TASK TO CARRY OUT
From the data below, please reproduce exactly everything from the line that contains "pub fn sanitize_relationship(label: &str)" down to the line that contains "if sanitized != label", with both ends included.

|---|

//! Kinship Core - Edge and query types for the relationship graph store
//!
//! This crate provides the value types shared by every Kinship crate: the
//! edge record, the entity row read from the host's entity collection, and
//! the relationship query with its in-process evaluator.

pub mod edge;
pub mod entity;
pub mod error;
pub mod limits;
pub mod query;

pub use edge::{Direction, EdgeId, EdgeRecord};
pub use entity::{AccessId, Entity, EntityType, Guid};
pub use error::{Error, Result};
pub use limits::ValidationError;
pub use query::{OrderBy, OrderColumn, QueryContext, RelationshipQuery, SortDirection};

// Re-exported so downstream crates name portable identifiers without a direct dependency
pub use ulid::Ulid;
//! Input limits and sanitisation for edge labels and query paging

/// Maximum length for a relationship label (50 chars)
pub const MAX_RELATIONSHIP_LEN: usize = 50;

/// Maximum rows returned by a single relationship query (1000)
pub const MAX_QUERY_LIMIT: usize = 1000;

/// Rows returned when the caller does not ask for a limit (10)
pub const DEFAULT_QUERY_LIMIT: usize = 10;

/// Validation error type
#[derive(Debug, Clone, PartialEq)]
pub enum ValidationError {
    EmptyRelationship,
    QueryLimitTooLarge { limit: usize, max: usize },
}

impl std::fmt::Display for ValidationError {
    fn fmt(&self, f: &mut std::fmt::Formatter<'_>) -> std::fmt::Result {
        match self {
            Self::EmptyRelationship => write!(f, "Relationship label cannot be empty"),
            Self::QueryLimitTooLarge { limit, max } => {
                write!(f, "Query limit too large: {} (max {})", limit, max)
            }
        }
    }
}

impl std::error::Error for ValidationError {}

fn is_unsafe(c: char) -> bool {
    c.is_control() || matches!(c, '\'' | '"' | '\\' | ';' | '`')
}

/// Strip characters that are unsafe for the persistence layer from a label.
///
/// Control characters, quotes, backslashes, backticks and semicolons are
/// removed, surrounding whitespace is trimmed and the result is cut to
/// [`MAX_RELATIONSHIP_LEN`] characters.
pub fn sanitize_relationship(label: &str) -> String {
    let cleaned: String = label.chars().filter(|c| !is_unsafe(*c)).collect();
    let sanitized: String = cleaned.trim().chars().take(MAX_RELATIONSHIP_LEN).collect();

    if sanitized != label {
        tracing::debug!("Sanitized relationship label {:?} -> {:?}", label, sanitized);
    }
    sanitized
}

/// Sanitize a label for writing; empty labels are rejected
pub fn validate_relationship(label: &str) -> Result<String, ValidationError> {
    let sanitized = sanitize_relationship(label);
    if sanitized.is_empty() {
        return Err(ValidationError::EmptyRelationship);
    }
    Ok(sanitized)
}

/// Validate a query page size
pub fn validate_query_limit(limit: usize) -> Result<(), ValidationError> {
    if limit > MAX_QUERY_LIMIT {
        return Err(ValidationError::QueryLimitTooLarge {
            limit,
            max: MAX_QUERY_LIMIT,
        });
    }
    Ok(())
}

#[cfg(test)]
mod tests {
    use super::*;

    #[test]
    fn test_sanitize_strips_unsafe_chars() {
        assert_eq!(sanitize_relationship("member_of"), "member_of");
        assert_eq!(sanitize_relationship("friend'; DROP TABLE x"), "friend DROP TABLE x");
        assert_eq!(sanitize_relationship("  owns\n"), "owns");
        assert_eq!(sanitize_relationship("a\"b\\c`d"), "abcd");
    }

    #[test]
    fn test_sanitize_preserves_case() {
        assert_eq!(sanitize_relationship("Friend"), "Friend");
    }

    #[test]
    fn test_sanitize_truncates() {
        let long = "x".repeat(80);
        assert_eq!(sanitize_relationship(&long).len(), MAX_RELATIONSHIP_LEN);
    }

    #[test]
    fn test_validate_relationship() {
        assert_eq!(validate_relationship(" friend ").unwrap(), "friend");
        assert_eq!(validate_relationship(""), Err(ValidationError::EmptyRelationship));
        assert_eq!(validate_relationship("';"), Err(ValidationError::EmptyRelationship));
    }

    #[test]
    fn test_validate_query_limit() {
        assert!(validate_query_limit(10).is_ok());
        assert!(validate_query_limit(MAX_QUERY_LIMIT).is_ok());
        assert!(validate_query_limit(MAX_QUERY_LIMIT + 1).is_err());
    }
}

|---|

TASK SOLUTION
pub fn sanitize_relationship(label: &str) -> String {
    let cleaned: String = label.chars().filter(|c| !is_unsafe(*c)).collect();
    let sanitized: String = cleaned.trim().chars().take(MAX_RELATIONSHIP_LEN).collect();

    if sanitized != label {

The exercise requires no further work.